Dan aku masih mengernyitkan dahiku masih tak ngeh tapi aku langsung menutup mulutku saat mendengar kata kevin, apakah dia benar benar kevin? Apakah benar pria itu kevin yang dulu pernah aku suka saat masih SMA..? Ya Tuhan... Kenapa baru sekarang aku bertemu dengannya? Sudah bertahun tahun aku mencari kabarnya tapi tak pernah kudapat kabar tentangnya, dan sekarang.. Aku di pertemukan lagi dengannya di waktu yang sangat tidak tepat kan? Ya.. Sangat tidak tepat.. Aku sudah bertunangan kevin... Kenapa kamu baru muncul sekarang?
" kayaknya gue beneran berubah ya.. Sampek seorang AL bisa melupakan gue begitu saja " kata kevin yang seakan bisa mendengar isi hatiku.
" elo semakin cantik AL, gue gak nyangka cewek tomboy kayak elo bisa berubah secantik ini " katanya dengan senyuman khasnya,
Bisa di bilang aku senang saat bertemu dengannya, sudah 3tahun aku mencari sosok kevin, dulu aku sangat menyukai kevin tapi tak berani mengatakan kalau aku sebenarnya sangat menyukainya, kevin adalah cowok yang sangat baik dan juga perhatian, dulu saat masih SMA tak ada yang ingin berteman denganku, tapi kevin selalu saja mengejarku dan mencoba untuk berteman denganku, aku sangat senang saat itu, aku semakin akrab saat kevin bersahabat dengan adikku hampir setiap hari kami menghabiskan waktu nongkrong bersama hingga akhirnya aku jatuh cinta padanya, dan disaat aku sudah lulus sekolah SMA aku berinisiatif ingin mengatakan kalau aku menyukai kevin, tapi ternyata kevin sudah pergi entah kemana, aku sangat patah hati saat itu hingga aku menjadi wanita murung dan suka sendirian dirumah, ya hingga semua sifat kesepianku menjadi hobi paling asyik untukku, aku jadi tak suka dunia luar karena aku takut jatuh cinta lagi seperti dulu, kau pasti tau bagaimana rasanya di tinggalkan tanpa kabar sedikitpun.
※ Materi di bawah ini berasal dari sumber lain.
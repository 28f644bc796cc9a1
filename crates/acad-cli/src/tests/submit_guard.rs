use crate::ClientError;
use crate::submit_guard::{STALE_LOCK_AGE, SubmitGuard, SubmitGuards};

#[test]
fn given_submission_in_flight_when_acquiring_again_then_rejected() {
    // Given
    let guard = SubmitGuard::new("payment");
    let _permit = guard.try_acquire().unwrap();

    // When
    let second = guard.try_acquire();

    // Then
    assert!(matches!(
        second,
        Err(ClientError::DuplicateSubmission {
            action: "payment",
            ..
        })
    ));
}

#[test]
fn given_permit_dropped_when_acquiring_then_allowed() {
    // Given
    let guard = SubmitGuard::new("bulk assign");
    let permit = guard.try_acquire().unwrap();
    assert!(guard.is_in_flight());

    // When
    drop(permit);

    // Then
    assert!(!guard.is_in_flight());
    assert!(guard.try_acquire().is_ok());
}

#[test]
fn test_cloned_guard_shares_state() {
    let guard = SubmitGuard::new("task assignment");
    let clone = guard.clone();

    let _permit = guard.try_acquire().unwrap();

    assert!(clone.try_acquire().is_err());
}

#[test]
fn test_guards_are_independent_per_action() {
    let guards = SubmitGuards::default();

    let _payment = guards.payment.try_acquire().unwrap();

    assert!(guards.bulk_assign.try_acquire().is_ok());
    assert!(guards.task_assign.try_acquire().is_ok());
}

#[test]
fn given_lock_held_by_other_guard_when_acquiring_then_rejected() {
    // Given
    let dir = tempfile::TempDir::new().unwrap();
    let first = SubmitGuard::with_lock_dir("bulk assign", dir.path());
    let second = SubmitGuard::with_lock_dir("bulk assign", dir.path());
    let permit = first.try_acquire().unwrap();
    assert!(dir.path().join("bulk-assign.lock").exists());

    // When
    let rejected = second.try_acquire();

    // Then
    assert!(matches!(
        rejected,
        Err(ClientError::DuplicateSubmission {
            action: "bulk assign",
            ..
        })
    ));
    assert!(!second.is_in_flight());

    drop(permit);
    assert!(!dir.path().join("bulk-assign.lock").exists());
    assert!(second.try_acquire().is_ok());
}

#[test]
fn given_stale_lock_file_when_acquiring_then_reclaimed() {
    // Given
    let dir = tempfile::TempDir::new().unwrap();
    let guard = SubmitGuard::with_lock_dir("payment", dir.path());
    let lock = dir.path().join("payment.lock");
    let file = std::fs::File::create(&lock).unwrap();
    let old = std::time::SystemTime::now() - STALE_LOCK_AGE - std::time::Duration::from_secs(60);
    file.set_modified(old).unwrap();
    drop(file);

    // When
    let permit = guard.try_acquire();

    // Then
    assert!(permit.is_ok());
    assert!(lock.exists());
}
Kevin sudah menyodorkan minuman padaku, dia masih sama seperti dulu, bersikap ramah dan lembut padaku, dan aku sangat suka.
" AL.. Hari minggu apakah elo ada waktu luang? " tanya kevin, dia terus saja memandangiku hingga aku menjadi sangat grogi karena di perhatikan terus olehnya.
Dan aku mengangguk tanpa melihat wajah kevin,
Entah kenapa aku menjadi ingin kembali ke masa saat aku bersama kevin dulu.